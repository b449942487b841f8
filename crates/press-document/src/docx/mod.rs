//! DOCX backends.
//!
//! [`PandocDocxBackend`] hands markdown to `pandoc` with a generated
//! reference template. [`DirectDocxBackend`] writes the document with
//! docx-rs and needs no external tools.

mod direct;
mod pandoc;
mod template;

use std::io::Cursor;

use docx_rs::{
    AlignmentType, Docx, FieldCharType, Footer, Header, InstrPAGE, InstrText, Paragraph, Run,
    Style, StyleType,
};

use crate::error::DocumentError;

pub use direct::{DirectDocxBackend, DocxSink};
pub use pandoc::{FenceSegment, PandocDocxBackend, split_diagram_fences};
pub use template::reference_docx;

/// Header with the bold marker, left aligned.
fn page_header(marker: &str) -> Header {
    Header::new().add_paragraph(
        Paragraph::new()
            .add_run(Run::new().add_text(marker).bold().size(20))
            .align(AlignmentType::Left),
    )
}

/// Centred "Page N" footer using a PAGE field.
fn page_footer() -> Footer {
    let number = Run::new()
        .add_field_char(FieldCharType::Begin, false)
        .add_instr_text(InstrText::PAGE(InstrPAGE::new()))
        .add_field_char(FieldCharType::Separate, false)
        .add_text("1")
        .add_field_char(FieldCharType::End, false);
    Footer::new().add_paragraph(
        Paragraph::new()
            .add_run(Run::new().add_text("Page "))
            .add_run(number)
            .align(AlignmentType::Center),
    )
}

/// Heading paragraph styles `Heading1` to `Heading4`, sizes in half-points.
fn heading_styles() -> Vec<Style> {
    [(1, 36), (2, 28), (3, 24), (4, 22)]
        .into_iter()
        .map(|(level, size)| {
            Style::new(&format!("Heading{level}"), StyleType::Paragraph)
                .name(&format!("Heading {level}"))
                .size(size)
                .bold()
        })
        .collect()
}

/// Apply the shared header, footer and heading styles.
fn decorate(docx: Docx, marker: &str) -> Docx {
    heading_styles()
        .into_iter()
        .fold(docx, Docx::add_style)
        .header(page_header(marker))
        .footer(page_footer())
}

fn pack(docx: Docx) -> Result<Vec<u8>, DocumentError> {
    let mut cursor = Cursor::new(Vec::new());
    docx.build()
        .pack(&mut cursor)
        .map_err(|e| DocumentError::Docx(e.to_string()))?;
    Ok(cursor.into_inner())
}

[Work task]: In full and without changes, repeat the listing.

[Task output]:
repository b449942487b841f8
filename crates/press-document/src/docx/mod.rs
//! DOCX backends.
//!
//! [`PandocDocxBackend`] hands markdown to `pandoc` with a generated
//! reference template. [`DirectDocxBackend`] writes the document with
//! docx-rs and needs no external tools.

mod direct;
mod pandoc;
mod template;

use std::io::Cursor;

use docx_rs::{
    AlignmentType, Docx, FieldCharType, Footer, Header, InstrPAGE, InstrText, Paragraph, Run,
    Style, StyleType,
};

use crate::error::DocumentError;

pub use direct::{DirectDocxBackend, DocxSink};
pub use pandoc::{FenceSegment, PandocDocxBackend, split_diagram_fences};
pub use template::reference_docx;

/// Header with the bold marker, left aligned.
fn page_header(marker: &str) -> Header {
    Header::new().add_paragraph(
        Paragraph::new()
            .add_run(Run::new().add_text(marker).bold().size(20))
            .align(AlignmentType::Left),
    )
}

/// Centred "Page N" footer using a PAGE field.
fn page_footer() -> Footer {
    let number = Run::new()
        .add_field_char(FieldCharType::Begin, false)
        .add_instr_text(InstrText::PAGE(InstrPAGE::new()))
        .add_field_char(FieldCharType::Separate, false)
        .add_text("1")
        .add_field_char(FieldCharType::End, false);
    Footer::new().add_paragraph(
        Paragraph::new()
            .add_run(Run::new().add_text("Page "))
            .add_run(number)
            .align(AlignmentType::Center),
    )
}

/// Heading paragraph styles `Heading1` to `Heading4`, sizes in half-points.
fn heading_styles() -> Vec<Style> {
    [(1, 36), (2, 28), (3, 24), (4, 22)]
        .into_iter()
        .map(|(level, size)| {
            Style::new(&format!("Heading{level}"), StyleType::Paragraph)
                .name(&format!("Heading {level}"))
                .size(size)
                .bold()
        })
        .collect()
}

/// Apply the shared header, footer and heading styles.
fn decorate(docx: Docx, marker: &str) -> Docx {
    heading_styles()
        .into_iter()
        .fold(docx, Docx::add_style)
        .header(page_header(marker))
        .footer(page_footer())
}

fn pack(docx: Docx) -> Result<Vec<u8>, DocumentError> {
    let mut cursor = Cursor::new(Vec::new());
    docx.build()
        .pack(&mut cursor)
        .map_err(|e| DocumentError::Docx(e.to_string()))?;
    Ok(cursor.into_inner())
}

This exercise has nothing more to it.